Counterfeit and substandard medicines remain an ongoing threat, which is why the development of precision tools that can ensure drug authenticity and manufacturing integrity remain crucial. A study by researchers at Stanford University and the University of Copenhagen introduces a method using stable isotope ratio mass spectrometry to profile the isotopic signatures of pharmaceutical products.
Focusing on ibuprofen drug products and commonly used excipients, the study highlights how stable isotope ratios can serve as forensic markers to detect counterfeits and assess manufacturing consistency.
Stable isotope ratio mass spectrometry (IRMS) is a mainstay in geochemistry and food traceability, but is considerably less well known in the pharmaceutical world. The researchers analyzed 27 ibuprofen drug products sourced from six countries, alongside 27 widely used excipients, and found that each drug product exhibited a unique multi-isotope fingerprint, shaped by its formulation, manufacturing conditions, and raw material origins.

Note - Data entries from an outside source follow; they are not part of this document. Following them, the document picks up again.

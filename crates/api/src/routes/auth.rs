//! Route definitions for the `/auth` resource.

use axum::routing::post;
use axum::Router;

use crate::handlers::auth;
use crate::state::AppState;

/// Routes mounted at `/auth`.
///
/// ```text
/// POST   /login     -> login
/// ```
pub fn router() -> Router<AppState> {
    Router::new().route("/login", post(auth::login))
}
//! Maintenance commands for the tourist destination manager.
//!
//! Every command is an independent subcommand of `tdm-manage`. Setup
//! failures return an error (non-zero exit); per-item failures are logged,
//! counted and reported without stopping the run.

pub mod cli;
pub mod commands;
pub mod context;
//! Handlers for the `/destinations` resource.
//!
//! Destinations are addressed by slug. Every response embeds the
//! destination's images with absolute media URLs.

use std::collections::HashMap;

use axum::extract::{Path, Query, State};
use axum::http::StatusCode;
use axum::Json;
use serde::{Deserialize, Serialize};
use tdm_core::destination::{
    validate_explicit_slug, validate_map_link, validate_name, validate_short_field,
};
use tdm_core::types::DbId;
use tdm_db::models::destination::{CreateDestination, Destination, UpdateDestination};
use tdm_db::repositories::{DestinationImageRepo, DestinationRepo};

use crate::error::{AppError, AppResult};
use crate::handlers::destination_image::ImageView;
use crate::middleware::auth::AuthUser;
use crate::response::{DataResponse, PageMeta, PagedResponse};
use crate::state::AppState;

/// Default page size for destination listings.
pub const DEFAULT_PER_PAGE: i64 = 20;
/// Largest page size a client may request.
pub const MAX_PER_PAGE: i64 = 100;

// ---------------------------------------------------------------------------
// Query / response types
// ---------------------------------------------------------------------------

/// Query parameters for `GET /destinations`.
#[derive(Debug, Deserialize)]
pub struct PageParams {
    pub page: Option<i64>,
    pub per_page: Option<i64>,
}

impl PageParams {
    /// Clamp to `page >= 1` and `1 <= per_page <= MAX_PER_PAGE`.
    pub fn normalized(&self) -> (i64, i64) {
        let page = self.page.unwrap_or(1).max(1);
        let per_page = self
            .per_page
            .unwrap_or(DEFAULT_PER_PAGE)
            .clamp(1, MAX_PER_PAGE);
        (page, per_page)
    }
}

/// A destination together with its images.
#[derive(Debug, Serialize)]
pub struct DestinationView {
    #[serde(flatten)]
    pub destination: Destination,
    pub images: Vec<ImageView>,
}

// ---------------------------------------------------------------------------
// Helpers
// ---------------------------------------------------------------------------

/// Look up a destination by slug or fail with 404.
pub(crate) async fn find_by_slug(state: &AppState, slug: &str) -> AppResult<Destination> {
    DestinationRepo::find_by_slug(&state.pool, slug)
        .await?
        .ok_or_else(|| AppError::NotFound(format!("Destination '{slug}'")))
}

async fn with_images(state: &AppState, destination: Destination) -> AppResult<DestinationView> {
    let images = DestinationImageRepo::list_by_destination(&state.pool, destination.id)
        .await?
        .into_iter()
        .map(|image| ImageView::new(state, image))
        .collect();
    Ok(DestinationView {
        destination,
        images,
    })
}

fn validate_create(input: &CreateDestination) -> AppResult<()> {
    validate_name(&input.name)?;
    validate_short_field("weather", &input.weather)?;
    validate_short_field("state", &input.state)?;
    validate_short_field("district", &input.district)?;
    if let Some(link) = input.map_link.as_deref().filter(|l| !l.is_empty()) {
        validate_map_link(link)?;
    }
    if let Some(slug) = input.slug.as_deref().filter(|s| !s.is_empty()) {
        validate_explicit_slug(slug)?;
    }
    Ok(())
}

fn validate_update(input: &UpdateDestination) -> AppResult<()> {
    if let Some(name) = &input.name {
        validate_name(name)?;
    }
    for (field, value) in [
        ("weather", &input.weather),
        ("state", &input.state),
        ("district", &input.district),
    ] {
        if let Some(value) = value {
            validate_short_field(field, value)?;
        }
    }
    if let Some(link) = input.map_link.as_deref().filter(|l| !l.is_empty()) {
        validate_map_link(link)?;
    }
    if let Some(slug) = &input.slug {
        validate_explicit_slug(slug)?;
    }
    Ok(())
}

// ---------------------------------------------------------------------------
// Handlers
// ---------------------------------------------------------------------------

/// GET /api/v1/destinations
///
/// One page of destinations ordered by name, each with its images.
pub async fn list(
    State(state): State<AppState>,
    Query(params): Query<PageParams>,
) -> AppResult<Json<PagedResponse<DestinationView>>> {
    let (page, per_page) = params.normalized();
    let offset = (page - 1) * per_page;

    let destinations = DestinationRepo::list(&state.pool, per_page, offset).await?;
    let total = DestinationRepo::count(&state.pool).await?;

    let ids: Vec<DbId> = destinations.iter().map(|d| d.id).collect();
    let mut images_by_destination: HashMap<DbId, Vec<ImageView>> = HashMap::new();
    for image in DestinationImageRepo::list_by_destinations(&state.pool, &ids).await? {
        images_by_destination
            .entry(image.destination_id)
            .or_default()
            .push(ImageView::new(&state, image));
    }

    let data = destinations
        .into_iter()
        .map(|destination| DestinationView {
            images: images_by_destination
                .remove(&destination.id)
                .unwrap_or_default(),
            destination,
        })
        .collect();

    Ok(Json(PagedResponse {
        data,
        meta: PageMeta {
            page,
            per_page,
            total,
        },
    }))
}

/// POST /api/v1/destinations
///
/// Without a `slug` one is derived from the name, suffixed `-2`, `-3`, ...
/// on collision. An explicit duplicate slug is a 409.
pub async fn create(
    State(state): State<AppState>,
    user: AuthUser,
    Json(mut input): Json<CreateDestination>,
) -> AppResult<(StatusCode, Json<DataResponse<DestinationView>>)> {
    if input.map_link.as_deref() == Some("") {
        input.map_link = None;
    }
    validate_create(&input)?;

    let destination = DestinationRepo::create(&state.pool, &input).await?;
    tracing::info!(
        destination_id = destination.id,
        slug = %destination.slug,
        user_id = user.user_id,
        "Created destination"
    );

    let view = with_images(&state, destination).await?;
    Ok((StatusCode::CREATED, Json(DataResponse { data: view })))
}

/// GET /api/v1/destinations/{slug}
pub async fn get_by_slug(
    State(state): State<AppState>,
    Path(slug): Path<String>,
) -> AppResult<Json<DataResponse<DestinationView>>> {
    let destination = find_by_slug(&state, &slug).await?;
    let view = with_images(&state, destination).await?;
    Ok(Json(DataResponse { data: view }))
}

/// PUT /api/v1/destinations/{slug}
///
/// Partial update. Renaming never re-derives the slug; a new slug must be
/// given explicitly.
pub async fn update(
    State(state): State<AppState>,
    user: AuthUser,
    Path(slug): Path<String>,
    Json(input): Json<UpdateDestination>,
) -> AppResult<Json<DataResponse<DestinationView>>> {
    validate_update(&input)?;
    let existing = find_by_slug(&state, &slug).await?;

    let destination = DestinationRepo::update(&state.pool, existing.id, &input)
        .await?
        .ok_or_else(|| AppError::NotFound(format!("Destination '{slug}'")))?;
    tracing::info!(destination_id = destination.id, user_id = user.user_id, "Updated destination");

    let view = with_images(&state, destination).await?;
    Ok(Json(DataResponse { data: view }))
}

/// DELETE /api/v1/destinations/{slug}
///
/// Rows go in one transaction; image files are removed afterwards and
/// failures are queued for `purge-pending`.
pub async fn delete(
    State(state): State<AppState>,
    user: AuthUser,
    Path(slug): Path<String>,
) -> AppResult<StatusCode> {
    let destination = find_by_slug(&state, &slug).await?;
    let summary =
        tdm_media::lifecycle::delete_destination(&state.pool, state.storage.as_ref(), destination.id)
            .await?
            .ok_or_else(|| AppError::NotFound(format!("Destination '{slug}'")))?;

    tracing::info!(
        destination_id = destination.id,
        user_id = user.user_id,
        files_deleted = summary.files_deleted,
        files_pending = summary.files_pending,
        "Deleted destination"
    );
    Ok(StatusCode::NO_CONTENT)
}

#[cfg(test)]
mod tests {
    use super::*;

    #[test]
    fn page_params_are_clamped() {
        let params = PageParams {
            page: Some(0),
            per_page: Some(1000),
        };
        assert_eq!(params.normalized(), (1, MAX_PER_PAGE));

        let params = PageParams {
            page: None,
            per_page: None,
        };
        assert_eq!(params.normalized(), (1, DEFAULT_PER_PAGE));

        let params = PageParams {
            page: Some(3),
            per_page: Some(-5),
        };
        assert_eq!(params.normalized(), (3, 1));
    }

    #[test]
    fn create_validation_rejects_bad_fields() {
        let mut input = CreateDestination {
            name: "Taj Mahal".into(),
            ..Default::default()
        };
        assert!(validate_create(&input).is_ok());

        input.map_link = Some("not a url".into());
        assert!(validate_create(&input).is_err());

        input.map_link = None;
        input.slug = Some("Not A Slug".into());
        assert!(validate_create(&input).is_err());

        input.slug = None;
        input.name = "  ".into();
        assert!(validate_create(&input).is_err());
    }

    #[test]
    fn update_validation_only_checks_present_fields() {
        assert!(validate_update(&UpdateDestination::default()).is_ok());
        let input = UpdateDestination {
            state: Some("s".repeat(101)),
            ..Default::default()
        };
        assert!(validate_update(&input).is_err());
    }
}
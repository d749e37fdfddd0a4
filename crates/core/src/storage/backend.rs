//! The [`Storage`] trait every media backend implements.
//!
//! Backends address files by logical, `/`-separated relative paths such as
//! `destinations/4/0f9e.jpg`. Path validation is shared (see
//! [`validate_path`]) so every backend rejects the same inputs.

use async_trait::async_trait;

#[derive(Debug, thiserror::Error)]
pub enum StorageError {
    #[error("File not found: {0}")]
    NotFound(String),

    #[error("Invalid storage path '{0}'")]
    InvalidPath(String),

    #[error("Unknown storage backend '{0}'")]
    UnknownBackend(String),

    #[error("I/O error on '{path}': {source}")]
    Io {
        path: String,
        #[source]
        source: std::io::Error,
    },

    #[error("Storage error: {0}")]
    Other(String),
}

impl StorageError {
    /// Wrap an I/O error, mapping `NotFound` onto [`StorageError::NotFound`].
    pub fn from_io(path: &str, source: std::io::Error) -> Self {
        if source.kind() == std::io::ErrorKind::NotFound {
            Self::NotFound(path.to_string())
        } else {
            Self::Io {
                path: path.to_string(),
                source,
            }
        }
    }

    pub fn is_not_found(&self) -> bool {
        matches!(self, Self::NotFound(_))
    }
}

pub type StorageResult<T> = Result<T, StorageError>;

impl std::fmt::Debug for dyn Storage {
    fn fmt(&self, f: &mut std::fmt::Formatter<'_>) -> std::fmt::Result {
        f.debug_struct("Storage").field("name", &self.name()).finish()
    }
}

/// Async file store addressed by logical path.
#[async_trait]
pub trait Storage: Send + Sync {
    /// Registry name of this backend (e.g. `default`).
    fn name(&self) -> &str;

    /// Whether a file exists at `path`. Directories do not count.
    async fn exists(&self, path: &str) -> StorageResult<bool>;

    /// Read the whole file.
    async fn open(&self, path: &str) -> StorageResult<Vec<u8>>;

    /// Create or replace the file at `path`.
    async fn save(&self, path: &str, data: &[u8]) -> StorageResult<()>;

    /// Remove the file at `path`. Returns `false` if it was already absent.
    async fn delete(&self, path: &str) -> StorageResult<bool>;

    /// File size in bytes.
    async fn size(&self, path: &str) -> StorageResult<u64>;

    /// Every non-hidden file, as sorted logical paths.
    ///
    /// Entries whose name starts with `.` are skipped, and hidden directories
    /// are not descended into.
    async fn list(&self) -> StorageResult<Vec<String>>;

    /// Remove empty directories bottom-up and return the removed paths.
    ///
    /// Backends without real directories have nothing to prune.
    async fn prune_empty_dirs(&self) -> StorageResult<Vec<String>> {
        Ok(Vec::new())
    }
}

/// Reject anything that is not a clean relative logical path.
pub fn validate_path(path: &str) -> StorageResult<()> {
    let invalid = path.is_empty()
        || path.starts_with('/')
        || path.contains('\\')
        || path.contains('\0')
        || path
            .split('/')
            .any(|seg| seg.is_empty() || seg == "." || seg == "..");
    if invalid {
        Err(StorageError::InvalidPath(path.to_string()))
    } else {
        Ok(())
    }
}

/// Whether any segment of `path` is hidden (starts with `.`).
pub fn is_hidden_path(path: &str) -> bool {
    path.split('/').any(|seg| seg.starts_with('.'))
}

Through thermal combustion elemental analysis (TC/EA-IRMS), the team measured isotope ratios with high reproducibility using only ~150 μg of sample material – an amount small enough to leave the tablet essentially intact.
Insights into consistency
Among the key findings was insight into isotopic consistency across multiple batches of the same branded product. For example, nine different batches of GSK’s Advil purchased in California, and varying in expiration dates, bulk sizes, and packaging, showed minimal isotopic variability, suggesting a high level of production control and supply chain integrity.
Drug products produced by the same manufacturer but with different dosages (e.g., 200 mg versus 400 mg ibuprofen) displayed distinguishable isotopic profiles. These differences are likely due to variation in excipient composition and processing, further emphasizing the sensitivity of isotope ratios to formulation changes.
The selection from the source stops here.